Un nuevo estudio revela que un mayor consumo de alcohol a lo largo de la vida está asociado con un riesgo incrementado, especialmente de cáncer colorrectal. Dejar de beber podría reducir este riesgo significativamente.
Los resultados de la investigación, liderada por un grupo de investigadores de los Institutos Nacionales de Salud de EE. UU., fueron publicados en la revista CANCER, de la Sociedad Americana contra el Cáncer. El grupo examinó los datos de adultos estadounidenses inscritos en el ensayo de detección del cáncer de próstata, pulmón, colorrectal y ovario (PLCO) del Instituto Nacional del Cáncer (NCI), quienes no presentaban cáncer al inicio del estudio.
Se registraron 1.679 casos de cáncer colorrectal entre 88.092 participantes durante 20 años de seguimiento.
Dejar el alcohol puede reducir el peligro
Los bebedores que tenían un consumo medio de 14 o más bebidas por semana y continuaban bebiendo mostraron un 25 % mayor riesgo de desarrollar cáncer colorrectal. Además, presentaron un 95 % mayor riesgo de desarrollar cáncer rectal en comparación con aquellos cuyo consumo promedio fue de menos de una bebida semanal.
Al analizar la constancia del consumo, se encontró que el consumo excesivo durante la edad adulta se correlacionaba con un riesgo 91 % mayor de cáncer colorrectal en comparación con aquellos que tenían un consumo ligero.

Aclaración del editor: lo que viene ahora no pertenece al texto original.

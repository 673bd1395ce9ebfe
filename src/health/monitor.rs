//! Per-backend health monitor task.
//!
//! One monitor runs per backend, probing it on a fixed cadence and
//! recording the verdict on the backend's health flag. Monitors never
//! surface probe failures to anyone; a failing backend simply stays out
//! of the rotation until a probe succeeds again.

use crate::health::{is_success, probe};
use crate::pool::Backend;
use std::sync::Arc;
use std::time::Duration;
use tokio::sync::broadcast;
use tokio::time::{interval, MissedTickBehavior};
use tracing::{debug, info, warn};

/// Periodic health prober for a single backend.
pub struct HealthMonitor {
    backend: Arc<Backend>,
    interval: Duration,
    probe_timeout: Duration,
}

impl HealthMonitor {
    /// Create a monitor for one backend.
    pub fn new(backend: Arc<Backend>, interval: Duration, probe_timeout: Duration) -> Self {
        Self {
            backend,
            interval,
            probe_timeout,
        }
    }

    /// Run one probe cycle and record the verdict on the backend.
    ///
    /// The flag write is last-write-wins; it races with concurrent
    /// selections by design, and a selection may use a just-stale value
    /// for at most one probe interval.
    pub async fn check_now(&self) {
        let verdict = match probe(self.backend.address(), self.probe_timeout).await {
            Ok(status) if is_success(status) => true,
            Ok(status) => {
                debug!(backend = %self.backend, status, "probe returned non-success status");
                false
            }
            Err(e) => {
                debug!(backend = %self.backend, error = %e, "probe failed");
                false
            }
        };

        let was_healthy = self.backend.is_healthy();
        self.backend.set_healthy(verdict);

        if verdict && !was_healthy {
            info!(backend = %self.backend, "backend recovered");
        } else if !verdict && was_healthy {
            warn!(backend = %self.backend, "backend marked unhealthy");
        }
    }

    /// Probe on a fixed cadence until shutdown.
    ///
    /// A probe that overruns the interval does not queue catch-up ticks;
    /// the next probe fires on the original schedule.
    pub async fn run(self, mut shutdown: broadcast::Receiver<()>) {
        let mut ticker = interval(self.interval);
        ticker.set_missed_tick_behavior(MissedTickBehavior::Skip);

        loop {
            tokio::select! {
                _ = ticker.tick() => {
                    self.check_now().await;
                }

                _ = shutdown.recv() => {
                    debug!(backend = %self.backend, "health monitor shutting down");
                    break;
                }
            }
        }
    }
}

#[cfg(test)]
mod tests {
    use super::*;
    use tokio::io::{AsyncReadExt, AsyncWriteExt};

    async fn unused_addr() -> std::net::SocketAddr {
        let listener = tokio::net::TcpListener::bind("127.0.0.1:0").await.unwrap();
        listener.local_addr().unwrap()
    }

    /// Fixture server answering every connection with the given status line.
    async fn start_fixture(status_line: &'static str) -> std::net::SocketAddr {
        let listener = tokio::net::TcpListener::bind("127.0.0.1:0").await.unwrap();
        let addr = listener.local_addr().unwrap();

        tokio::spawn(async move {
            while let Ok((mut stream, _)) = listener.accept().await {
                tokio::spawn(async move {
                    let mut buf = [0u8; 1024];
                    let _ = stream.read(&mut buf).await;
                    let response =
                        format!("HTTP/1.1 {}\r\nContent-Length: 0\r\n\r\n", status_line);
                    let _ = stream.write_all(response.as_bytes()).await;
                });
            }
        });

        addr
    }

    #[tokio::test]
    async fn test_check_now_marks_unreachable_backend_unhealthy() {
        let backend = Arc::new(Backend::new(unused_addr().await));
        let monitor = HealthMonitor::new(
            Arc::clone(&backend),
            Duration::from_secs(1),
            Duration::from_millis(200),
        );

        assert!(backend.is_healthy());
        monitor.check_now().await;
        assert!(!backend.is_healthy());
    }

    #[tokio::test]
    async fn test_check_now_marks_responsive_backend_healthy() {
        let addr = start_fixture("200 OK").await;
        let backend = Arc::new(Backend::new(addr));
        backend.set_healthy(false);

        let monitor = HealthMonitor::new(
            Arc::clone(&backend),
            Duration::from_secs(1),
            Duration::from_millis(500),
        );

        monitor.check_now().await;
        assert!(backend.is_healthy());
    }

    #[tokio::test]
    async fn test_check_now_treats_server_error_as_unhealthy() {
        let addr = start_fixture("500 Internal Server Error").await;
        let backend = Arc::new(Backend::new(addr));

        let monitor = HealthMonitor::new(
            Arc::clone(&backend),
            Duration::from_secs(1),
            Duration::from_millis(500),
        );

        monitor.check_now().await;
        assert!(!backend.is_healthy());
    }

    #[tokio::test]
    async fn test_run_stops_on_shutdown() {
        let backend = Arc::new(Backend::new(unused_addr().await));
        let monitor = HealthMonitor::new(
            Arc::clone(&backend),
            Duration::from_millis(20),
            Duration::from_millis(10),
        );

        let (shutdown_tx, shutdown_rx) = broadcast::channel::<()>(1);
        let handle = tokio::spawn(async move {
            monitor.run(shutdown_rx).await;
        });

        // Let at least the immediate first tick land.
        tokio::time::sleep(Duration::from_millis(100)).await;
        assert!(!backend.is_healthy());

        shutdown_tx.send(()).unwrap();
        tokio::time::timeout(Duration::from_secs(1), handle)
            .await
            .expect("monitor did not stop on shutdown")
            .unwrap();
    }
}
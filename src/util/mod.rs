//! Utility functions and helpers.

mod logging;
mod request_id;

pub use logging::init_logging;
pub use request_id::RequestId;
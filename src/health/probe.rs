//! Health probe: a header-only existence check against one backend.

use std::net::SocketAddr;
use std::time::Duration;
use thiserror::Error;
use tokio::io::{AsyncReadExt, AsyncWriteExt};
use tokio::net::TcpStream;
use tokio::time::timeout;

/// Ways a single probe can fail.
#[derive(Debug, Error)]
pub enum ProbeError {
    #[error("connection failed: {0}")]
    Connect(#[source] std::io::Error),

    #[error("write failed: {0}")]
    Write(#[source] std::io::Error),

    #[error("read failed: {0}")]
    Read(#[source] std::io::Error),

    #[error("probe timed out")]
    Timeout,

    #[error("malformed response: {0}")]
    Malformed(String),
}

/// Send a `HEAD /` request to the backend and return the response status.
///
/// The whole exchange (connect, write, read) is bounded by `deadline`.
/// The connection is dropped as soon as the status line has been read;
/// on the error paths there is no response to release, only the
/// half-open connection, which drops with the stream.
pub async fn probe(address: SocketAddr, deadline: Duration) -> Result<u16, ProbeError> {
    match timeout(deadline, probe_inner(address)).await {
        Ok(result) => result,
        Err(_) => Err(ProbeError::Timeout),
    }
}

async fn probe_inner(address: SocketAddr) -> Result<u16, ProbeError> {
    let mut stream = TcpStream::connect(address)
        .await
        .map_err(ProbeError::Connect)?;

    let request = format!(
        "HEAD / HTTP/1.1\r\nHost: {}\r\nConnection: close\r\n\r\n",
        address
    );
    stream
        .write_all(request.as_bytes())
        .await
        .map_err(ProbeError::Write)?;

    // The status line is all we need.
    let mut buf = vec![0u8; 1024];
    let n = stream.read(&mut buf).await.map_err(ProbeError::Read)?;
    if n == 0 {
        return Err(ProbeError::Malformed("empty response".to_string()));
    }

    parse_status_line(&String::from_utf8_lossy(&buf[..n]))
}

/// Whether a status code counts as a success-class response.
pub fn is_success(status: u16) -> bool {
    (200..300).contains(&status)
}

/// Parse the status code out of an HTTP response head.
fn parse_status_line(response: &str) -> Result<u16, ProbeError> {
    // Format: "HTTP/1.1 200 OK\r\n..."
    let mut parts = response.split_whitespace();
    let version = parts
        .next()
        .ok_or_else(|| ProbeError::Malformed("empty status line".to_string()))?;
    if !version.starts_with("HTTP/") {
        return Err(ProbeError::Malformed(format!(
            "unexpected protocol: {}",
            version
        )));
    }

    parts
        .next()
        .and_then(|s| s.parse().ok())
        .ok_or_else(|| ProbeError::Malformed("missing status code".to_string()))
}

Sin embargo, no se encontraron evidencias que sugirieran un aumento en el riesgo de cáncer colorrectal entre los antiguos bebedores, quienes tenían menos probabilidades de desarrollar adenomas, tumores no cancerosos que pueden convertirse en cancerosos, que los bebedores actuales con un promedio de menos de una bebida semanal.
Los autores sugieren que dejar de beber alcohol podría reducir los riesgos de padecer estas enfermedades, aunque notaron que los datos eran limitados.
Alcohol y cáncer colorrectal: posibles mecanismos biológicos implicados
La asociación entre el consumo de alcohol y el incremento del riesgo observado en este y otros estudios podría explicarse por la presencia de carcinógenos generados durante el metabolismo del alcohol o por los efectos del alcohol en los microbios intestinales.
Los autores enfatizan la necesidad de estudios adicionales para confirmar la implicación de estos mecanismos.
“Nuestro estudio es uno de los primeros en investigar cómo el consumo de alcohol a lo largo de la vida se relaciona con el riesgo de adenoma colorrectal y cáncer colorrectal”, manifestó Erikka Loftfield, coautora principal del NCI. “Aunque los datos sobre antiguos bebedores eran limitados, nos embelesó ver que su riesgo podría ser comparable al de los bebedores moderados.”
Los resultados indicaron que quienes consumieron 14 o más bebidas alcohólicas por semana a lo largo de su vida se enfrentaron a riesgos considerablemente mayores de padecer esta enfermedad, en particular cáncer de recto, comparado con aquellos que bebieron poco.
Los exbebedores no mostraron un mayor riesgo, lo que sugiere que dejar de consumir alcohol podría disminuir la probabilidad de cáncer colorrectal y tumores precoces. Sin embargo, es fundamental realizar más investigaciones en esta área.